### Exercise directions
Pull out every line in the data that has the string "tile" in it.

### Source material
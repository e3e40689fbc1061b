// Copyright 2026 the buildings-map contributors
//
// Licensed under the Apache License, Version 2.0 (the "License");
// you may not use this file except in compliance with the License.
// You may obtain a copy of the License at
//
//     http://www.apache.org/licenses/LICENSE-2.0
//
// Unless required by applicable law or agreed to in writing, software
// distributed under the License is distributed on an "AS IS" BASIS,
// WITHOUT WARRANTIES OR CONDITIONS OF ANY KIND, either express or implied.
// See the License for the specific language governing permissions and
// limitations under the License.

//! HTTP client for the buildings API.
//!
//! Issues a single GET with a bounded timeout and returns a tagged result.
//! Every failure mode is a distinct [`FetchError`] variant, so callers can
//! always tell a failed fetch from a successful empty collection.

use std::time::Duration;

use geojson::GeoJson;
use log::debug;
use reqwest::StatusCode;
use thiserror::Error;

use crate::collection::BuildingCollection;

/// Default endpoint served by the rentals management backend.
pub const DEFAULT_API_URL: &str = "http://127.0.0.1:8000/api/v1/building/";

/// Default request timeout. A hung connection fails instead of waiting forever.
pub const DEFAULT_TIMEOUT: Duration = Duration::from_secs(10);

/// Errors that can occur while fetching and decoding building data.
#[derive(Debug, Error)]
pub enum FetchError {
    /// The request never produced a response: refused connection, DNS
    /// failure, or timeout.
    #[error("request failed: {0}")]
    Transport(#[from] reqwest::Error),

    /// The server answered with a non-2xx status.
    #[error("server returned HTTP {0}")]
    Status(StatusCode),

    /// The response body is not GeoJSON in either the raw or the
    /// string-wrapped form.
    #[error("response body is not valid GeoJSON: {0}")]
    Malformed(String),

    /// The body is valid GeoJSON but not a `FeatureCollection`.
    #[error("expected a FeatureCollection, got a {0}")]
    NotACollection(&'static str),
}

/// Connection settings for [`BuildingClient`].
#[derive(Debug, Clone)]
pub struct ClientConfig {
    /// Full URL of the building list endpoint.
    pub base_url: String,
    /// Timeout applied to the whole request.
    pub timeout: Duration,
}

impl Default for ClientConfig {
    fn default() -> Self {
        Self {
            base_url: DEFAULT_API_URL.to_owned(),
            timeout: DEFAULT_TIMEOUT,
        }
    }
}

/// Client for the buildings endpoint.
#[derive(Debug, Clone)]
pub struct BuildingClient {
    http: reqwest::Client,
    config: ClientConfig,
}

impl BuildingClient {
    pub fn new(config: ClientConfig) -> Result<Self, FetchError> {
        let http = reqwest::Client::builder()
            .timeout(config.timeout)
            .build()?;
        Ok(Self { http, config })
    }

    /// Fetch the full building list.
    ///
    /// One GET, no retries. The caller decides whether and when to try again.
    pub async fn fetch_buildings(&self) -> Result<BuildingCollection, FetchError> {
        debug!("fetching buildings from {}", self.config.base_url);

        let response = self.http.get(&self.config.base_url).send().await?;
        let status = response.status();
        if !status.is_success() {
            return Err(FetchError::Status(status));
        }

        let body = response.text().await?;
        match decode_body(&body)? {
            GeoJson::FeatureCollection(fc) => Ok(BuildingCollection::from_features(fc)),
            GeoJson::Feature(_) => Err(FetchError::NotACollection("Feature")),
            GeoJson::Geometry(_) => Err(FetchError::NotACollection("Geometry")),
        }
    }
}

/// Decode a response body as GeoJSON.
///
/// The backend serializes with Django's geojson serializer and then wraps the
/// result in a DRF `Response`, so the body on the wire is usually a JSON
/// string *containing* GeoJSON. Raw GeoJSON is accepted too.
fn decode_body(body: &str) -> Result<GeoJson, FetchError> {
    match body.parse::<GeoJson>() {
        Ok(geojson) => Ok(geojson),
        Err(direct_err) => match serde_json::from_str::<String>(body) {
            Ok(inner) => inner
                .parse::<GeoJson>()
                .map_err(|e| FetchError::Malformed(e.to_string())),
            Err(_) => Err(FetchError::Malformed(direct_err.to_string())),
        },
    }
}

#[cfg(test)]
mod tests {
    use super::*;
    use std::io::{Read, Write};
    use std::net::TcpListener;

    const ONE_BUILDING: &str = r#"{"type":"FeatureCollection","features":[{"type":"Feature","geometry":{"type":"Point","coordinates":[36.82,-1.29]},"properties":{}}]}"#;

    fn block_on<F: std::future::Future>(future: F) -> F::Output {
        tokio::runtime::Runtime::new().unwrap().block_on(future)
    }

    /// Serve one canned HTTP response on an ephemeral port, returning the URL.
    fn serve_once(status_line: &str, body: String) -> String {
        let listener = TcpListener::bind("127.0.0.1:0").unwrap();
        let addr = listener.local_addr().unwrap();
        let status_line = status_line.to_owned();
        std::thread::spawn(move || {
            if let Ok((mut stream, _)) = listener.accept() {
                let mut request = [0u8; 4096];
                let _ = stream.read(&mut request);
                let response = format!(
                    "HTTP/1.1 {}\r\nContent-Type: application/json\r\nContent-Length: {}\r\nConnection: close\r\n\r\n{}",
                    status_line,
                    body.len(),
                    body
                );
                let _ = stream.write_all(response.as_bytes());
            }
        });
        format!("http://{addr}/api/v1/building/")
    }

    fn fetch_from(url: String) -> Result<BuildingCollection, FetchError> {
        let client = BuildingClient::new(ClientConfig {
            base_url: url,
            timeout: Duration::from_secs(5),
        })
        .unwrap();
        block_on(client.fetch_buildings())
    }

    #[test]
    fn test_fetch_ok() {
        let url = serve_once("200 OK", ONE_BUILDING.to_owned());
        let collection = fetch_from(url).unwrap();
        assert_eq!(collection.len(), 1);
        assert!((collection.buildings[0].latitude - -1.29).abs() < 1e-9);
        assert!((collection.buildings[0].longitude - 36.82).abs() < 1e-9);
    }

    #[test]
    fn test_fetch_double_encoded_body() {
        // The real backend sends the GeoJSON as a JSON string
        let wrapped = serde_json::to_string(ONE_BUILDING).unwrap();
        let url = serve_once("200 OK", wrapped);
        let collection = fetch_from(url).unwrap();
        assert_eq!(collection.len(), 1);
    }

    #[test]
    fn test_fetch_empty_collection_is_ok() {
        let url = serve_once(
            "200 OK",
            r#"{"type":"FeatureCollection","features":[]}"#.to_owned(),
        );
        let collection = fetch_from(url).unwrap();
        assert!(collection.is_empty());
    }

    #[test]
    fn test_non_ok_status_is_a_failure() {
        let url = serve_once("500 Internal Server Error", String::new());
        match fetch_from(url) {
            Err(FetchError::Status(status)) => assert_eq!(status.as_u16(), 500),
            other => panic!("expected Status error, got {other:?}"),
        }
    }

    #[test]
    fn test_not_found_status() {
        let url = serve_once("404 Not Found", r#"{"detail":"not found"}"#.to_owned());
        match fetch_from(url) {
            Err(FetchError::Status(status)) => assert_eq!(status.as_u16(), 404),
            other => panic!("expected Status error, got {other:?}"),
        }
    }

    #[test]
    fn test_connection_refused_is_transport() {
        // Bind to learn a free port, then drop the listener before fetching
        let listener = TcpListener::bind("127.0.0.1:0").unwrap();
        let addr = listener.local_addr().unwrap();
        drop(listener);

        match fetch_from(format!("http://{addr}/api/v1/building/")) {
            Err(FetchError::Transport(_)) => {}
            other => panic!("expected Transport error, got {other:?}"),
        }
    }

    #[test]
    fn test_non_collection_body() {
        let url = serve_once(
            "200 OK",
            r#"{"type":"Feature","geometry":{"type":"Point","coordinates":[0,0]},"properties":{}}"#
                .to_owned(),
        );
        match fetch_from(url) {
            Err(FetchError::NotACollection(kind)) => assert_eq!(kind, "Feature"),
            other => panic!("expected NotACollection error, got {other:?}"),
        }
    }

    #[test]
    fn test_malformed_body() {
        let url = serve_once("200 OK", "status: 500".to_owned());
        assert!(matches!(fetch_from(url), Err(FetchError::Malformed(_))));
    }

    #[test]
    fn test_decode_body_rejects_error_text() {
        // A quoted error message is a valid JSON string but not GeoJSON; it
        // must never reach the renderer as data
        assert!(matches!(
            decode_body(r#""connection refused""#),
            Err(FetchError::Malformed(_))
        ));
    }

    #[test]
    fn test_decode_body_accepts_both_forms() {
        assert!(decode_body(ONE_BUILDING).is_ok());
        let wrapped = serde_json::to_string(ONE_BUILDING).unwrap();
        assert!(decode_body(&wrapped).is_ok());
    }
}
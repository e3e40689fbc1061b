//! Buildings map viewer.
//!
//! Renders an interactive map of rental buildings served by the rentals
//! management API: two selectable base tile layers, one background fetch of
//! the building list, one marker per building.

mod app;
mod config;
mod fetch;
mod map;

use app::BuildingsApp;
use clap::Parser;
use config::AppConfig;
use eframe::egui;
use log::{info, warn};
use map::BaseLayer;

#[derive(Parser, Debug)]
#[command(name = "buildings-map", version, about = "Interactive map of rental buildings")]
struct Args {
    /// Buildings API endpoint (overrides the config file for this session)
    #[arg(long)]
    api_url: Option<String>,

    /// Initial map center latitude
    #[arg(long)]
    lat: Option<f64>,

    /// Initial map center longitude
    #[arg(long)]
    lon: Option<f64>,

    /// Initial zoom level
    #[arg(long)]
    zoom: Option<f32>,

    /// Base tile layer shown at startup
    #[arg(long, value_enum)]
    layer: Option<BaseLayer>,
}

fn main() -> Result<(), eframe::Error> {
    env_logger::init();
    let args = Args::parse();

    let mut config = AppConfig::load().unwrap_or_else(|e| {
        warn!("failed to load config, using defaults: {e}");
        AppConfig::default()
    });
    if let Ok(path) = AppConfig::get_config_path() {
        info!("config file: {}", path.display());
    }

    // CLI flags override the config for this session only
    if let Some(api_url) = args.api_url {
        config.api_url = api_url;
    }
    if let Some(lat) = args.lat {
        config.center_lat = lat;
    }
    if let Some(lon) = args.lon {
        config.center_lon = lon;
    }
    if let Some(zoom) = args.zoom {
        config.default_zoom = zoom;
    }
    if let Some(layer) = args.layer {
        config.base_layer = layer;
    }

    let options = eframe::NativeOptions {
        viewport: egui::ViewportBuilder::default()
            .with_inner_size([1200.0, 800.0])
            .with_title("Buildings Map"),
        ..Default::default()
    };

    eframe::run_native(
        "Buildings Map",
        options,
        Box::new(move |cc| Ok(Box::new(BuildingsApp::new(config, &cc.egui_ctx)))),
    )
}
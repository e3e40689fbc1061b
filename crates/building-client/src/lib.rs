// Copyright 2026 the buildings-map contributors
//
// Licensed under the Apache License, Version 2.0 (the "License");
// you may not use this file except in compliance with the License.
// You may obtain a copy of the License at
//
//     http://www.apache.org/licenses/LICENSE-2.0
//
// Unless required by applicable law or agreed to in writing, software
// distributed under the License is distributed on an "AS IS" BASIS,
// WITHOUT WARRANTIES OR CONDITIONS OF ANY KIND, either express or implied.
// See the License for the specific language governing permissions and
// limitations under the License.

//! Client library for the rentals management buildings API.
//!
//! This library fetches building locations from the REST endpoint served by
//! the rentals management backend and decodes them into plain Rust types.
//! It has two layers that can be used independently:
//!
//! - **Client layer**: one HTTP GET with a configured timeout, returning a
//!   tagged result. Network failures, non-2xx statuses, and malformed bodies
//!   are distinct [`FetchError`] variants; error text is never handed to the
//!   GeoJSON parser.
//! - **Collection layer**: GeoJSON decoding into [`BuildingCollection`].
//!   The backend double-encodes its body (a JSON string containing GeoJSON),
//!   so the decoder accepts both the wrapped and the raw form. Features with
//!   a missing or non-point geometry are skipped with a warning, never a
//!   failure.
//!
//! # Quick start
//!
//! ```no_run
//! use building_client::{BuildingClient, ClientConfig};
//!
//! # async fn run() -> Result<(), building_client::FetchError> {
//! let client = BuildingClient::new(ClientConfig::default())?;
//! let collection = client.fetch_buildings().await?;
//! for building in &collection.buildings {
//!     println!("{:?}: {}, {}", building.district, building.latitude, building.longitude);
//! }
//! # Ok(())
//! # }
//! ```

pub mod client;
pub mod collection;

pub use client::{BuildingClient, ClientConfig, FetchError, DEFAULT_API_URL};
pub use collection::{Building, BuildingCollection};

### Response to the exercise
//! management API: two selectable base tile layers, one background fetch of
    /// Base tile layer shown at startup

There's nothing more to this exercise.